Contents
The modern application architecture requires a transparent mapping of the Distributed Object Oriented Design model to the physical deployed model on the Intranet and Internet Networks. The standard .NET Remoting allows to consume a remoting object using only one standard channel such as the tcp or http in the physical peer-to-peer design pattern. The .NET Remoting infrastructure doesn't have a direct mechanism to chain and re-route channels between the consumer and remote object.
This article show you how to design and implement the message sink (Router) to forward the Remoting Message (IMessage
) to the properly channel. The connectivity to the well-known remote object described by its url (uniform resource locator) address can be mapped to the logical url address and administrated in the config file or programmatically changed during the runtime. Using the logical url addresses allows to virtualize a distributed business model based on the remoting interface contracts.
Before than we will go to its implementation details, let's start it with its concept and usage. I am assuming that you have a knowledge of the .NET Remoting.
To create a proxy for the well-known remote object driven by interface contract requires to know the following:
- metadata describing the interface contract, for instance:
ITestInterface
- url address of the remote object, for instance: tcp://localhost:9090/endpointB
The Interface contract is an abstract definition between the consumer and remote object located in the shareable assembly installed in the GAC, which allows to build a distributed model based on the loosely coupled design pattern.

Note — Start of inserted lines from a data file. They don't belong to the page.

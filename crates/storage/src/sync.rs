use std::time::Duration;

use shared::{
    domain::Announcement,
    error::{BoardError, BoardResult},
};

use crate::{ledger::LedgerStore, AnnouncementStore};

/// Counts of what one sync pass did.
#[derive(Debug, Default, Clone, Copy, PartialEq, Eq)]
pub struct SyncReport {
    pub created: usize,
    pub updated: usize,
    pub restored: usize,
    pub failed: usize,
}

impl SyncReport {
    pub fn is_empty(&self) -> bool {
        *self == Self::default()
    }
}

#[derive(Debug, Clone, Copy, PartialEq, Eq)]
enum RowOutcome {
    Created,
    Updated,
    Restored,
}

/// Mirrors the rows dated within `window` into `ledger`.
///
/// A row the ledger has never seen is recorded. A row whose author matches
/// the recorded one updates the entry. A row whose author differs is put
/// back to the recorded author, date and msg. A failure on one row is
/// logged and counted; the remaining rows are still processed.
pub async fn sync_recent(
    store: &dyn AnnouncementStore,
    ledger: &dyn LedgerStore,
    window: Duration,
) -> BoardResult<SyncReport> {
    let rows = store.list_recent(window).await?;
    let mut report = SyncReport::default();
    for row in &rows {
        match sync_row(store, ledger, row).await {
            Ok(RowOutcome::Created) => report.created += 1,
            Ok(RowOutcome::Updated) => report.updated += 1,
            Ok(RowOutcome::Restored) => report.restored += 1,
            Err(err) => {
                tracing::warn!(id = %row.id, error = %err, "ledger sync failed for row");
                report.failed += 1;
            }
        }
    }
    Ok(report)
}

async fn sync_row(
    store: &dyn AnnouncementStore,
    ledger: &dyn LedgerStore,
    row: &Announcement,
) -> BoardResult<RowOutcome> {
    if !ledger.exists(row.id).await? {
        ledger.create(row).await?;
        return Ok(RowOutcome::Created);
    }

    let recorded = ledger.read(row.id).await?;
    if recorded.author == row.author {
        ledger.update(row).await?;
        return Ok(RowOutcome::Updated);
    }

    tracing::warn!(
        id = %row.id,
        recorded_author = %recorded.author,
        author = %row.author,
        "announcement edited by a different author; restoring"
    );
    if store.restore(&recorded).await? == 0 {
        return Err(BoardError::NotFound(row.id));
    }
    Ok(RowOutcome::Restored)
}

#[cfg(test)]
#[path = "tests/sync_tests.rs"]
mod tests;
//! Controller layer: session state machine, UI actions, and action dispatch.

pub mod events;
pub mod orchestration;
pub mod session;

The second requirement, the url address represents the physical description of the peer-to-peer connectivity. This string can be hard coded or programmatically retrieved from the custom config file using the extra coding for that.
Basically, the url address consists of the information related to the remoting channel and remoting object. It's information about the message dispatching. For instance:
tcp://localhost:9090/endpointB
where:
-
tcp is a channel name to select a specified channel from the collection of the registered channels in the current AppDomain. This is a unique name, which it holds the link of all requested sinks in the channel organized into the stack. The remoting message flows through this sink stack in the order how the sinks have been registered.
-
:// specifies the channel delimiter
-
localhost:9090 specifies the destination (receiver) channel. In our example, this is a tcp standard receiver. Using the custom channel it can be different, for instance: for MSMQ channel this part might look like this: ./private$/queueName
-
/ specifies the endpoint delimiter
-
endpointB represents an object Uri address. This is a remoting endpoint address referencing the well-know remote object published by its host process. Note that the endpoint address is needed only for a last sink in the server channel. The concept of the chaining channels is based on that.
The url address is stored in the IMessage
(property Uri) based on the client request. It's a read-writeable property allows to be modified and more abstracted. In the properly channel we need a custom message sink to check its format and mapping to the physical url address required by the remoting infrastructure.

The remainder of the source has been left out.